Dans son discours à la conférence du 15 juillet, Francesca Albanese, rapporteuse spéciale des Nations unies sur les territoires palestiniens occupés – qui a été sanctionnée par l’administration Trump la semaine dernière en représailles pour ses positions pro-palestiniennes fermes – a expliqué pourquoi les États doivent suspendre tous leurs liens avec Israël. Nous publions ici l’intégralité de ses remarques. Cette transcription a été modifiée pour plus de clarté.
Le territoire palestinien occupé (TPO) est aujourd’hui un véritable enfer. À Gaza, Israël a tout démantelé, empêchant même l’ultime fonction des Nations unies – l’aide humanitaire – afin d’affamer délibérément, de déplacer à maintes reprises ou de tuer une population qu’il a désignée comme devant être éliminée. En Cisjordanie, y compris à Jérusalem-Est, le nettoyage ethnique progresse par le biais d’un siège illégal, de déplacements massifs, d’exécutions extrajudiciaires, de détentions arbitraires et de tortures généralisées.
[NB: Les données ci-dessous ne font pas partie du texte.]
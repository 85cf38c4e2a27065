//! PostgreSQL implementation of task repository.

use async_trait::async_trait;
use chrono::{DateTime, Utc};
use serde_json::json;
use sqlx::{PgConnection, PgPool};
use std::sync::Arc;

use crate::domain::entities::{NewTask, Task, TaskFilter, TaskPatch, TaskStatus};
use crate::domain::repositories::TaskRepository;
use crate::error::AppError;

const TASK_COLUMNS: &str = r#"
    t.id, t.title, t.description, t.priority, t.status::text AS status,
    t.responsible_person_id, t.created_at, t.updated_at,
    COALESCE(
        (SELECT array_agg(e.user_id ORDER BY e.user_id)
         FROM task_executors e WHERE e.task_id = t.id),
        '{}'::bigint[]
    ) AS executor_ids
"#;

/// Parameters `$1..$4`: status, priority, responsible person, visible-to user.
const TASK_FILTER: &str = r#"
    ($1::text IS NULL OR t.status = CAST($1 AS task_status))
    AND ($2::int IS NULL OR t.priority = $2)
    AND ($3::bigint IS NULL OR t.responsible_person_id = $3)
    AND ($4::bigint IS NULL
         OR t.responsible_person_id = $4
         OR EXISTS (SELECT 1 FROM task_executors e WHERE e.task_id = t.id AND e.user_id = $4))
"#;

#[derive(sqlx::FromRow)]
struct TaskRow {
    id: i64,
    title: String,
    description: Option<String>,
    priority: i32,
    status: String,
    responsible_person_id: i64,
    created_at: DateTime<Utc>,
    updated_at: DateTime<Utc>,
    executor_ids: Vec<i64>,
}

impl TryFrom<TaskRow> for Task {
    type Error = AppError;

    fn try_from(row: TaskRow) -> Result<Self, Self::Error> {
        let status = TaskStatus::from_db_str(&row.status).ok_or_else(|| {
            AppError::internal(
                "Unexpected task status in database",
                json!({ "status": row.status }),
            )
        })?;

        Ok(Task {
            id: row.id,
            title: row.title,
            description: row.description,
            priority: row.priority,
            status,
            responsible_person_id: row.responsible_person_id,
            executor_ids: row.executor_ids,
            created_at: row.created_at,
            updated_at: row.updated_at,
        })
    }
}

/// PostgreSQL repository for tasks.
///
/// Task rows and their executor links are written in one transaction.
pub struct PgTaskRepository {
    pool: Arc<PgPool>,
}

impl PgTaskRepository {
    /// Creates a new repository with a database connection pool.
    pub fn new(pool: Arc<PgPool>) -> Self {
        Self { pool }
    }
}

async fn fetch_task(conn: &mut PgConnection, id: i64) -> Result<Option<Task>, AppError> {
    let sql = format!("SELECT {TASK_COLUMNS} FROM tasks t WHERE t.id = $1");

    let row: Option<TaskRow> = sqlx::query_as(&sql)
        .bind(id)
        .fetch_optional(conn)
        .await?;

    row.map(Task::try_from).transpose()
}

async fn replace_executors(
    conn: &mut PgConnection,
    task_id: i64,
    executor_ids: &[i64],
) -> Result<(), AppError> {
    sqlx::query("DELETE FROM task_executors WHERE task_id = $1")
        .bind(task_id)
        .execute(&mut *conn)
        .await?;

    if !executor_ids.is_empty() {
        sqlx::query(
            r#"
            INSERT INTO task_executors (task_id, user_id)
            SELECT $1, u FROM UNNEST($2::bigint[]) AS u
            ON CONFLICT DO NOTHING
            "#,
        )
        .bind(task_id)
        .bind(executor_ids)
        .execute(&mut *conn)
        .await?;
    }

    Ok(())
}

#[async_trait]
impl TaskRepository for PgTaskRepository {
    async fn create(&self, new_task: NewTask) -> Result<Task, AppError> {
        let mut tx = self.pool.begin().await?;

        let id: i64 = sqlx::query_scalar(
            r#"
            INSERT INTO tasks (title, description, priority, status, responsible_person_id)
            VALUES ($1, $2, $3, CAST($4 AS task_status), $5)
            RETURNING id
            "#,
        )
        .bind(&new_task.title)
        .bind(&new_task.description)
        .bind(new_task.priority)
        .bind(new_task.status.as_db_str())
        .bind(new_task.responsible_person_id)
        .fetch_one(&mut *tx)
        .await?;

        replace_executors(&mut tx, id, &new_task.executor_ids).await?;

        let task = fetch_task(&mut tx, id).await?.ok_or_else(|| {
            AppError::internal("Inserted task disappeared", json!({ "task_id": id }))
        })?;

        tx.commit().await?;

        Ok(task)
    }

    async fn find_by_id(&self, id: i64) -> Result<Option<Task>, AppError> {
        let mut conn = self.pool.acquire().await?;
        fetch_task(&mut conn, id).await
    }

    async fn update(&self, id: i64, patch: TaskPatch) -> Result<Task, AppError> {
        let mut tx = self.pool.begin().await?;

        let (clear_or_set_description, description) = match patch.description {
            Some(value) => (true, value),
            None => (false, None),
        };

        let updated: Option<i64> = sqlx::query_scalar(
            r#"
            UPDATE tasks SET
                title = COALESCE($2, title),
                description = CASE WHEN $3 THEN $4 ELSE description END,
                priority = COALESCE($5, priority),
                status = COALESCE(CAST($6 AS task_status), status)
            WHERE id = $1
            RETURNING id
            "#,
        )
        .bind(id)
        .bind(&patch.title)
        .bind(clear_or_set_description)
        .bind(&description)
        .bind(patch.priority)
        .bind(patch.status.map(|s| s.as_db_str()))
        .fetch_optional(&mut *tx)
        .await?;

        if updated.is_none() {
            return Err(AppError::not_found(
                format!("Task with ID {} was not found", id),
                json!({ "task_id": id }),
            ));
        }

        if let Some(executor_ids) = &patch.executor_ids {
            replace_executors(&mut tx, id, executor_ids).await?;
        }

        let task = fetch_task(&mut tx, id).await?.ok_or_else(|| {
            AppError::not_found(
                format!("Task with ID {} was not found", id),
                json!({ "task_id": id }),
            )
        })?;

        tx.commit().await?;

        Ok(task)
    }

    async fn delete(&self, id: i64) -> Result<bool, AppError> {
        let result = sqlx::query("DELETE FROM tasks WHERE id = $1")
            .bind(id)
            .execute(self.pool.as_ref())
            .await?;

        Ok(result.rows_affected() > 0)
    }

    async fn list(
        &self,
        filter: TaskFilter,
        limit: i64,
        offset: i64,
    ) -> Result<Vec<Task>, AppError> {
        let sql = format!(
            r#"
            SELECT {TASK_COLUMNS}
            FROM tasks t
            WHERE {TASK_FILTER}
            ORDER BY t.created_at DESC, t.id DESC
            LIMIT $5 OFFSET $6
            "#
        );

        let rows: Vec<TaskRow> = sqlx::query_as(&sql)
            .bind(filter.status.map(|s| s.as_db_str()))
            .bind(filter.priority)
            .bind(filter.responsible_person_id)
            .bind(filter.visible_to)
            .bind(limit)
            .bind(offset)
            .fetch_all(self.pool.as_ref())
            .await?;

        rows.into_iter().map(Task::try_from).collect()
    }

    async fn count(&self, filter: TaskFilter) -> Result<i64, AppError> {
        let sql = format!("SELECT COUNT(*) FROM tasks t WHERE {TASK_FILTER}");

        let count: i64 = sqlx::query_scalar(&sql)
            .bind(filter.status.map(|s| s.as_db_str()))
            .bind(filter.priority)
            .bind(filter.responsible_person_id)
            .bind(filter.visible_to)
            .fetch_one(self.pool.as_ref())
            .await?;

        Ok(count)
    }
}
Dans toutes les régions sous domination israélienne, les Palestiniens vivent sous la terreur de l’anéantissement, diffusée en temps réel à un monde qui regarde. Le très petit nombre d’Israéliens qui se dresse pour s’opposer au génocide, à l’occupation et à l’apartheid – tandis que la majorité applaudit ouvertement et appelle à plus de violence – nous rappelle que la libération israélienne est totalement inséparable de la liberté palestinienne.
Les atrocités commises au cours des 21 derniers mois ne sont pas une aberration surgie de nulle part ; elles sont l’aboutissement de décennies de politiques visant à déplacer et à remplacer le peuple palestinien.
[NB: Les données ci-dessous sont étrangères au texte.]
//! Role-based access rules for tasks.
//!
//! | Action | admin | manager | user |
//! |---|---|---|---|
//! | create | anyone | anyone except admins | only themself |
//! | read / update | all tasks | responsible or executor | responsible or executor |
//! | delete | all tasks | responsible or executor | responsible only |
//! | list | all tasks | responsible or executor | responsible or executor |

use serde_json::json;

use crate::domain::entities::{Task, User, UserRole};
use crate::error::AppError;

/// The authenticated caller of a request.
#[derive(Debug, Clone, PartialEq, Eq)]
pub struct Principal {
    pub id: i64,
    pub email: String,
    pub role: UserRole,
}

impl From<&User> for Principal {
    fn from(user: &User) -> Self {
        Self {
            id: user.id,
            email: user.email.clone(),
            role: user.role,
        }
    }
}

/// Checks that `actor` may create a task owned by `responsible`.
pub fn check_task_creation(actor: &Principal, responsible: &User) -> Result<(), AppError> {
    match actor.role {
        UserRole::Admin => Ok(()),
        UserRole::Manager if responsible.role == UserRole::Admin => Err(AppError::forbidden(
            "Permission denied. Manager can't assign a task to an administrator",
            json!({ "responsible_person_id": responsible.id }),
        )),
        UserRole::Manager => Ok(()),
        UserRole::User if responsible.id != actor.id => Err(AppError::forbidden(
            "Permission denied. User can't assign tasks to other users, managers, and administrators",
            json!({ "responsible_person_id": responsible.id }),
        )),
        UserRole::User => Ok(()),
    }
}

/// Checks that `actor` may read or update `task`.
pub fn check_task_access(actor: &Principal, task: &Task) -> Result<(), AppError> {
    if actor.role == UserRole::Admin || task.involves(actor.id) {
        return Ok(());
    }

    Err(AppError::forbidden(
        "Permission denied. Users and managers can only access their own tasks",
        json!({ "task_id": task.id }),
    ))
}

/// Checks that `actor` may delete `task`.
pub fn check_task_delete(actor: &Principal, task: &Task) -> Result<(), AppError> {
    let allowed = match actor.role {
        UserRole::Admin => true,
        UserRole::Manager => task.involves(actor.id),
        UserRole::User => task.responsible_person_id == actor.id,
    };

    if allowed {
        return Ok(());
    }

    let message = match actor.role {
        UserRole::Manager => {
            "Managers can only delete tasks they are responsible for or involved in"
        }
        _ => "Users can only delete tasks they are responsible for",
    };
    Err(AppError::forbidden(message, json!({ "task_id": task.id })))
}

/// Restricts listings: `Some(user_id)` for non-admins, `None` for admins.
pub fn visibility_scope(actor: &Principal) -> Option<i64> {
    match actor.role {
        UserRole::Admin => None,
        UserRole::Manager | UserRole::User => Some(actor.id),
    }
}
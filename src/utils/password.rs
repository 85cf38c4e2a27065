//! Password hashing with PBKDF2-HMAC-SHA256.
//!
//! Hashes are stored as `pbkdf2-sha256$<iterations>$<salt>$<hash>` with
//! URL-safe base64 (no padding) for salt and hash.

use base64::Engine as _;
use base64::engine::general_purpose::URL_SAFE_NO_PAD;
use sha2::Sha256;

/// Iteration count for new hashes.
pub const DEFAULT_ITERATIONS: u32 = 100_000;

const SCHEME: &str = "pbkdf2-sha256";
const SALT_LEN: usize = 16;
const HASH_LEN: usize = 32;

#[derive(Debug, thiserror::Error)]
pub enum PasswordError {
    #[error("system random number generator failed: {0}")]
    Entropy(String),
    #[error("malformed password hash")]
    Malformed,
}

/// Hashes `password` with a fresh random salt and [`DEFAULT_ITERATIONS`].
///
/// CPU-bound; call from `spawn_blocking` inside async code.
pub fn hash_password(password: &str) -> Result<String, PasswordError> {
    hash_with_iterations(password, DEFAULT_ITERATIONS)
}

/// Hashes `password` with an explicit iteration count.
pub fn hash_with_iterations(password: &str, iterations: u32) -> Result<String, PasswordError> {
    let mut salt = [0u8; SALT_LEN];
    getrandom::fill(&mut salt).map_err(|e| PasswordError::Entropy(e.to_string()))?;

    let mut hash = [0u8; HASH_LEN];
    pbkdf2::pbkdf2_hmac::<Sha256>(password.as_bytes(), &salt, iterations, &mut hash);

    Ok(format!(
        "{}${}${}${}",
        SCHEME,
        iterations,
        URL_SAFE_NO_PAD.encode(salt),
        URL_SAFE_NO_PAD.encode(hash)
    ))
}

/// Verifies `password` against a stored hash string.
///
/// Returns `Ok(false)` on mismatch and `Err(Malformed)` if the stored string
/// cannot be parsed.
pub fn verify_password(password: &str, stored: &str) -> Result<bool, PasswordError> {
    let mut parts = stored.split('$');
    let (Some(scheme), Some(iterations), Some(salt), Some(expected), None) = (
        parts.next(),
        parts.next(),
        parts.next(),
        parts.next(),
        parts.next(),
    ) else {
        return Err(PasswordError::Malformed);
    };

    if scheme != SCHEME {
        return Err(PasswordError::Malformed);
    }

    let iterations: u32 = iterations.parse().map_err(|_| PasswordError::Malformed)?;
    if iterations == 0 {
        return Err(PasswordError::Malformed);
    }
    let salt = URL_SAFE_NO_PAD
        .decode(salt)
        .map_err(|_| PasswordError::Malformed)?;
    let expected = URL_SAFE_NO_PAD
        .decode(expected)
        .map_err(|_| PasswordError::Malformed)?;

    let mut actual = vec![0u8; expected.len()];
    pbkdf2::pbkdf2_hmac::<Sha256>(password.as_bytes(), &salt, iterations, &mut actual);

    Ok(constant_time_eq(&actual, &expected))
}

fn constant_time_eq(a: &[u8], b: &[u8]) -> bool {
    if a.len() != b.len() {
        return false;
    }
    a.iter().zip(b).fold(0u8, |acc, (x, y)| acc | (x ^ y)) == 0
}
Dans ce contexte, il est inconcevable que des forums politiques, de Bruxelles à New York, débattent encore de la reconnaissance de l’État de Palestine – non pas parce que ce n’est pas important, mais parce que depuis trente-cinq ans, les États bloquent et refusent celle-ci, prétendant « miser sur l’Autorité palestinienne » tout en abandonnant le peuple palestinien aux ambitions territoriales implacables et rapaces d’Israël, ainsi qu’à ses crimes innommables.
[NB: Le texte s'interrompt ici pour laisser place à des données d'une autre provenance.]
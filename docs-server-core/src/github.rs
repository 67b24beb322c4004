//! GitHub-backed [`Provider`]: tags are versions, blobs under the path prefix are files.
//!
//! - Versions: `GET /repos/{owner}/{repo}/tags?per_page={max_tags}`
//! - Files: `GET /repos/{owner}/{repo}/git/trees/{version}?recursive=1`
//! - Content: the raw host, `{raw}/{owner}/{repo}/{version}/{prefix}/{file}{suffix}`
//!
//! Throttling responses (403/429 with an exhausted quota or a `retry-after`
//! header) become [`ErrorKind::RateLimited`](crate::error::ErrorKind::RateLimited)
//! carrying the quota headers as diagnostic fields.

use std::fmt;
use std::time::Duration;

use async_trait::async_trait;
use bytes::Bytes;
use reqwest::header::{HeaderMap, ACCEPT};
use reqwest::{Client, RequestBuilder, Response, StatusCode};
use serde::{Deserialize, Serialize};
use tracing::{debug, info, warn};

use crate::config::ConfigError;
use crate::contract::Provider;
use crate::error::ProviderError;

pub const DEFAULT_MAX_TAGS: usize = 10;
pub const DEFAULT_API_URL: &str = "https://api.github.com";
pub const DEFAULT_RAW_URL: &str = "https://raw.githubusercontent.com";
pub const DEFAULT_REQUEST_TIMEOUT_SECS: u64 = 30;
const CONNECT_TIMEOUT: Duration = Duration::from_secs(10);

const USER_AGENT: &str = concat!("docs-server/", env!("CARGO_PKG_VERSION"));

#[derive(Clone, Default, Serialize, Deserialize)]
pub struct GithubConfig {
    pub owner: String,
    pub repo: String,
    #[serde(default)]
    pub path_prefix: String,
    #[serde(default)]
    pub file_suffix: String,
    /// Upper bound on listed tags. `0` means [`DEFAULT_MAX_TAGS`].
    #[serde(default)]
    pub max_tags: usize,
    #[serde(default, skip_serializing)]
    pub auth_token: Option<String>,
    /// Override for GitHub Enterprise or tests.
    #[serde(default)]
    pub api_url: Option<String>,
    #[serde(default)]
    pub raw_url: Option<String>,
    /// Upper bound on a whole request, body included. `0` means
    /// [`DEFAULT_REQUEST_TIMEOUT_SECS`].
    #[serde(default)]
    pub request_timeout_secs: u64,
}

impl fmt::Debug for GithubConfig {
    fn fmt(&self, f: &mut fmt::Formatter<'_>) -> fmt::Result {
        f.debug_struct("GithubConfig")
            .field("owner", &self.owner)
            .field("repo", &self.repo)
            .field("path_prefix", &self.path_prefix)
            .field("file_suffix", &self.file_suffix)
            .field("max_tags", &self.max_tags)
            .field("auth_token", &self.auth_token.as_ref().map(|_| "<redacted>"))
            .field("api_url", &self.api_url)
            .field("raw_url", &self.raw_url)
            .field("request_timeout_secs", &self.request_timeout_secs)
            .finish()
    }
}

#[derive(Debug, Deserialize)]
struct Tag {
    name: String,
}

#[derive(Debug, Deserialize)]
struct Tree {
    tree: Vec<TreeEntry>,
    #[serde(default)]
    truncated: bool,
}

/// One entry of a git tree listing.
#[derive(Debug, Clone, PartialEq, Eq, Deserialize)]
pub struct TreeEntry {
    pub path: String,
    #[serde(rename = "type")]
    pub kind: String,
}

pub struct GithubProvider {
    client: Client,
    cfg: GithubConfig,
    api_url: String,
    raw_root: String,
}

impl GithubProvider {
    pub fn new(mut cfg: GithubConfig) -> Result<Self, ConfigError> {
        if cfg.owner.is_empty() {
            return Err(ConfigError::MissingOwner);
        }
        if cfg.repo.is_empty() {
            return Err(ConfigError::MissingRepo);
        }

        cfg.path_prefix = cfg.path_prefix.trim_matches('/').to_owned();

        if cfg.max_tags == 0 {
            info!(default = DEFAULT_MAX_TAGS, "Max tags not set, using default");
            cfg.max_tags = DEFAULT_MAX_TAGS;
        }

        if cfg.request_timeout_secs == 0 {
            cfg.request_timeout_secs = DEFAULT_REQUEST_TIMEOUT_SECS;
        }

        let api_url = cfg
            .api_url
            .as_deref()
            .unwrap_or(DEFAULT_API_URL)
            .trim_end_matches('/')
            .to_owned();
        let raw_url = cfg
            .raw_url
            .as_deref()
            .unwrap_or(DEFAULT_RAW_URL)
            .trim_end_matches('/');
        let raw_root = format!("{}/{}/{}", raw_url, cfg.owner, cfg.repo);

        let client = Client::builder()
            .user_agent(USER_AGENT)
            .connect_timeout(CONNECT_TIMEOUT)
            .timeout(Duration::from_secs(cfg.request_timeout_secs))
            .build()
            .map_err(|e| ConfigError::HttpClient(e.to_string()))?;

        info!(
            owner = %cfg.owner,
            repo = %cfg.repo,
            path_prefix = %cfg.path_prefix,
            file_suffix = %cfg.file_suffix,
            max_tags = cfg.max_tags,
            request_timeout_secs = cfg.request_timeout_secs,
            authenticated = cfg.auth_token.is_some(),
            "Initialized GitHub provider"
        );

        Ok(Self {
            client,
            cfg,
            api_url,
            raw_root,
        })
    }

    pub fn config(&self) -> &GithubConfig {
        &self.cfg
    }

    fn get(&self, url: &str) -> RequestBuilder {
        let req = self
            .client
            .get(url)
            .header(ACCEPT, "application/vnd.github+json")
            .header("X-GitHub-Api-Version", "2022-11-28");
        match &self.cfg.auth_token {
            Some(token) => req.bearer_auth(token),
            None => req,
        }
    }

    async fn send(&self, req: RequestBuilder) -> Result<Response, ProviderError> {
        let resp = req.send().await?;
        if resp.status().is_success() {
            return Ok(resp);
        }
        Err(error_for_status(resp.status(), resp.headers()))
    }
}

#[async_trait]
impl Provider for GithubProvider {
    async fn list_versions(&self) -> Result<Vec<String>, ProviderError> {
        let url = format!(
            "{}/repos/{}/{}/tags?per_page={}",
            self.api_url, self.cfg.owner, self.cfg.repo, self.cfg.max_tags
        );
        debug!(url = %url, "Listing tags");

        let tags: Vec<Tag> = self.send(self.get(&url)).await?.json().await?;
        Ok(tags
            .into_iter()
            .take(self.cfg.max_tags)
            .map(|t| t.name)
            .collect())
    }

    async fn list_files(&self, version: &str) -> Result<Vec<String>, ProviderError> {
        let url = format!(
            "{}/repos/{}/{}/git/trees/{}?recursive=1",
            self.api_url, self.cfg.owner, self.cfg.repo, version
        );
        debug!(url = %url, version = %version, "Listing tree");

        let tree: Tree = self.send(self.get(&url)).await?.json().await?;
        if tree.truncated {
            warn!(version = %version, "Tree listing was truncated by GitHub, some files may be missing");
        }

        Ok(select_blobs(
            &tree.tree,
            &self.cfg.path_prefix,
            &self.cfg.file_suffix,
        ))
    }

    fn get_path(&self, version: &str, file: &str) -> String {
        if self.cfg.path_prefix.is_empty() {
            format!(
                "{}/{}/{}{}",
                self.raw_root, version, file, self.cfg.file_suffix
            )
        } else {
            format!(
                "{}/{}/{}/{}{}",
                self.raw_root, version, self.cfg.path_prefix, file, self.cfg.file_suffix
            )
        }
    }

    async fn download_file(&self, version: &str, file: &str) -> Result<Bytes, ProviderError> {
        let url = self.get_path(version, file);
        debug!(url = %url, "Downloading file");

        let mut req = self.client.get(&url);
        if let Some(token) = &self.cfg.auth_token {
            req = req.bearer_auth(token);
        }

        match self.send(req).await {
            Ok(resp) => Ok(resp.bytes().await?),
            Err(e) if e.is_not_found() => Err(ProviderError::not_found("not found")
                .with_field("version", version)
                .with_field("file", file)),
            Err(e) => Err(e),
        }
    }
}

/// Blob paths under `prefix` (a directory, no trailing `/`) that end in `suffix`.
///
/// Blobs under the prefix without the suffix are logged and skipped.
pub fn select_blobs(entries: &[TreeEntry], prefix: &str, suffix: &str) -> Vec<String> {
    entries
        .iter()
        .filter(|e| e.kind == "blob")
        .filter(|e| {
            prefix.is_empty()
                || e.path
                    .strip_prefix(prefix)
                    .is_some_and(|rest| rest.starts_with('/'))
        })
        .filter(|e| {
            if e.path.ends_with(suffix) {
                return true;
            }
            warn!(file = %e.path, suffix = %suffix, "File does not end with the suffix, skipping");
            false
        })
        .map(|e| e.path.clone())
        .collect()
}

/// Classify a non-success GitHub response.
pub fn error_for_status(status: StatusCode, headers: &HeaderMap) -> ProviderError {
    let header = |name: &str| {
        headers
            .get(name)
            .and_then(|v| v.to_str().ok())
            .map(str::to_owned)
    };

    if status == StatusCode::FORBIDDEN || status == StatusCode::TOO_MANY_REQUESTS {
        if header("x-ratelimit-remaining").as_deref() == Some("0") {
            return ProviderError::rate_limited("rate limit reached")
                .with_field("limit", header("x-ratelimit-limit").unwrap_or_default())
                .with_field("reset", header("x-ratelimit-reset").unwrap_or_default());
        }
        if let Some(retry_after) = header("retry-after") {
            return ProviderError::rate_limited("secondary rate limit reached")
                .with_field("retry_after", retry_after);
        }
        if status == StatusCode::TOO_MANY_REQUESTS {
            return ProviderError::rate_limited("rate limit reached");
        }
    }

    if status == StatusCode::NOT_FOUND {
        return ProviderError::not_found("not found").with_field("status", status.as_u16());
    }

    ProviderError::other("unexpected status code").with_field("status", status.as_u16())
}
Et pendant ce temps, le discours politique a réduit la Palestine au rang de crise humanitaire devant être gérée à perpétuité plutôt qu’à celui d’une question politique exigeant une résolution ferme et fondée sur des principes : mettre fin à l’occupation permanente, à l’apartheid et, aujourd’hui, au génocide. Et ce n’est pas la loi qui a échoué ou failli – c’est la volonté politique qui a abdiqué.
Mais aujourd’hui, nous sommes également témoins d’une rupture. L’immense souffrance de la Palestine a ouvert la voie à la possibilité d’une transformation. Même si cela ne se reflète pas encore pleinement dans les agendas politiques, un changement révolutionnaire est en cours : un changement qui, s’il est durable, restera dans les mémoires comme un moment où l’histoire a changé de cours. C’est pourquoi je suis venu à cette réunion avec le sentiment d’être à un tournant historique, tant sur le plan discursif que politique.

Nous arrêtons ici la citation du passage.